November 28, 2014 at 5:41 am
i was in walmart a few weeks ago and walked into a bathroom stall and someone had shoved an entire rolls worth of toilet paper into the toilet and shit on top of it, and left it there.. it was fucking nasty,… now that’s bullshit..
November 28, 2014 at 8:29 am
Yep that sinks what cant wash both hands at same time suck.ss!
BTW About YKWB with hotel room, ive teen worked in hotel for 2 years as bellboy, and never seen messed staircase so much, just wonder how stars that hotel had?
Less stars = big mess
Ive worked on that with 3 stars, and starcase technicaly dont looks so bad.
November 28, 2014 at 1:17 pm
You know whats bullshit ?
No new AVGN episodes 🙁
November 28, 2014 at 9:13 pm
November 29, 2014 at 3:26 am
Worst public bathroom ever contenders:
*Shopko: Only 1 bathroom stall even has a door, & it’s held up with duct tape.
*Walmart: The doors just keep breaking off, & they’re maligned & the locks don’t reach, spits water onto the seat.
*Bus stop bathroom: The heater never shuts off.

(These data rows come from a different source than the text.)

//! Conversation store with single-flight pending tracking

use super::{Conversation, Message};
use thiserror::Error;

/// Reasons a user message is rejected before anything is sent
#[derive(Debug, Clone, Copy, PartialEq, Eq, Error)]
pub enum ValidationError {
    #[error("Message is empty")]
    EmptyMessage,
    #[error("A reply is still pending, wait for it before sending again")]
    ReplyPending,
}

/// Sole owner of a session's messages and its "awaiting reply" flag.
#[derive(Debug, Clone)]
pub struct ConversationStore {
    conversation: Conversation,
    pending: bool,
}

impl ConversationStore {
    /// Start a conversation with a locally synthesized assistant greeting.
    pub fn new(welcome: impl Into<String>) -> Self {
        let mut conversation = Conversation::default();
        conversation.push(Message::assistant(welcome));
        Self {
            conversation,
            pending: false,
        }
    }

    /// Append a user turn.
    ///
    /// The stored text is trimmed. Whitespace-only text, or any text while a
    /// reply is outstanding, is rejected and leaves the conversation as is.
    pub fn append_user(&mut self, text: &str) -> Result<Conversation, ValidationError> {
        if self.pending {
            return Err(ValidationError::ReplyPending);
        }
        let trimmed = text.trim();
        if trimmed.is_empty() {
            return Err(ValidationError::EmptyMessage);
        }
        self.conversation.push(Message::user(trimmed));
        Ok(self.snapshot())
    }

    /// Append an assistant turn: a genuine reply or an error placeholder.
    pub fn append_assistant(&mut self, text: impl Into<String>) -> Conversation {
        self.conversation.push(Message::assistant(text));
        self.snapshot()
    }

    pub fn begin_pending(&mut self) {
        self.pending = true;
    }

    pub fn end_pending(&mut self) {
        self.pending = false;
    }

    pub fn is_pending(&self) -> bool {
        self.pending
    }

    pub fn snapshot(&self) -> Conversation {
        self.conversation.clone()
    }

    #[allow(dead_code)] // API completeness
    pub fn len(&self) -> usize {
        self.conversation.len()
    }
}
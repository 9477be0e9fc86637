//! Reply error types

use thiserror::Error;

const TRANSPORT_PLACEHOLDER: &str =
    "Sorry, I'm having trouble connecting right now. Please try again in a moment.";
const MALFORMED_PLACEHOLDER: &str =
    "Sorry, I couldn't come up with a reply to that. Please try rephrasing your question.";

/// Reply error with classification
///
/// `message` carries diagnostic detail for logs only; users see
/// [`ReplyErrorKind::placeholder`].
#[derive(Debug, Error)]
#[error("{message}")]
pub struct ReplyError {
    pub kind: ReplyErrorKind,
    pub message: String,
    /// HTTP status, when the service answered at all
    pub status: Option<u16>,
}

impl ReplyError {
    pub fn new(kind: ReplyErrorKind, message: impl Into<String>) -> Self {
        Self {
            kind,
            message: message.into(),
            status: None,
        }
    }

    pub fn with_status(mut self, status: u16) -> Self {
        self.status = Some(status);
        self
    }

    pub fn transport(message: impl Into<String>) -> Self {
        Self::new(ReplyErrorKind::Transport, message)
    }

    pub fn malformed(message: impl Into<String>) -> Self {
        Self::new(ReplyErrorKind::MalformedResponse, message)
    }

    /// Text shown to the user in place of a reply
    pub fn placeholder(&self) -> &'static str {
        self.kind.placeholder()
    }
}

/// Error classification
#[derive(Debug, Clone, Copy, PartialEq, Eq)]
pub enum ReplyErrorKind {
    /// Network failure or non-success HTTP status
    Transport,
    /// The service answered, but not in the expected shape
    MalformedResponse,
}

impl ReplyErrorKind {
    pub fn placeholder(self) -> &'static str {
        match self {
            Self::Transport => TRANSPORT_PLACEHOLDER,
            Self::MalformedResponse => MALFORMED_PLACEHOLDER,
        }
    }
}

#[cfg(test)]
mod tests {
    use super::*;

    #[test]
    fn test_placeholders_hide_detail() {
        let err = ReplyError::transport("Connection failed: tcp connect error 127.0.0.1:1")
            .with_status(503);
        assert_eq!(err.status, Some(503));
        assert!(!err.placeholder().contains("127.0.0.1"));
        assert!(!err.placeholder().contains("503"));
    }

    #[test]
    fn test_placeholders_distinguish_kinds() {
        assert_ne!(
            ReplyErrorKind::Transport.placeholder(),
            ReplyErrorKind::MalformedResponse.placeholder()
        );
    }

    #[test]
    fn test_display_is_diagnostic_message() {
        let err = ReplyError::malformed("No candidates in response");
        assert_eq!(err.to_string(), "No candidates in response");
    }
}
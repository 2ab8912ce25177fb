/*!
Sliding window average.

One instance per scalar channel (each coordinate of each target slot). The
window starts zero-filled, so the first `capacity - 1` outputs are pulled
toward zero while it fills.
*/

use crate::error::{CoreError, Result};

/// Decimal places of the returned average
pub const DEFAULT_PRECISION: u32 = 2;

/// Round to `precision` decimal places, exact halves to the even neighbour
pub fn round_to(value: f64, precision: u32) -> f64 {
    let scale = 10f64.powi(precision as i32);
    (value * scale).round_ties_even() / scale
}

/// Fixed-capacity moving average with O(1) updates
#[derive(Debug, Clone)]
pub struct SlidingWindowAverage {
    values: Vec<f64>,
    cursor: usize,
    sum: f64,
    precision: u32,
}

impl SlidingWindowAverage {
    /// Window of `capacity` samples rounded to two decimals
    pub fn new(capacity: usize) -> Result<Self> {
        Self::with_precision(capacity, DEFAULT_PRECISION)
    }

    pub fn with_precision(capacity: usize, precision: u32) -> Result<Self> {
        if capacity == 0 {
            return Err(CoreError::InvalidWindow(capacity));
        }
        Ok(Self {
            values: vec![0.0; capacity],
            cursor: 0,
            sum: 0.0,
            precision,
        })
    }

    /// Push a sample and return the new average
    pub fn add(&mut self, value: f64) -> f64 {
        self.sum -= self.values[self.cursor];
        self.values[self.cursor] = value;
        self.sum += value;
        self.cursor = (self.cursor + 1) % self.values.len();

        // Once per full revolution, rebuild the sum so float error cannot accumulate
        if self.cursor == 0 {
            self.sum = self.values.iter().sum();
        }

        self.average()
    }

    /// Current rounded average
    pub fn average(&self) -> f64 {
        round_to(self.sum / self.values.len() as f64, self.precision)
    }

    /// Running sum
    pub fn sum(&self) -> f64 {
        self.sum
    }

    /// Buffer contents in slot order (not chronological)
    pub fn values(&self) -> &[f64] {
        &self.values
    }

    pub fn capacity(&self) -> usize {
        self.values.len()
    }

    /// Forget all samples
    pub fn reset(&mut self) {
        self.values.iter_mut().for_each(|v| *v = 0.0);
        self.cursor = 0;
        self.sum = 0.0;
    }
}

Bake in your own stench.
*Camp ground bathrooms: Flies, dead rats, spiders, flies, months, bees, mirror doesn’t reflect anything, never been cleaned ever….
December 31, 2014 at 6:58 pm
November 29, 2014 at 9:29 pm
LOL, Have you ever been at one of those sinks that have a sensor for the soap and while you are rinsing your hands the soap is dispensing all over your forearm. HAHAHA.
November 30, 2014 at 2:12 am
this seem like another one of james re-revisits; like he forgot to add something else to the episode of “pay toilets”
December 5, 2014 at 2:14 pm
Holy crap it must suck where you live, James. The hotels suck, the water sucks, the bathrooms suck….
December 19, 2014 at 5:19 pm
YAY! you know whats bullshit is back!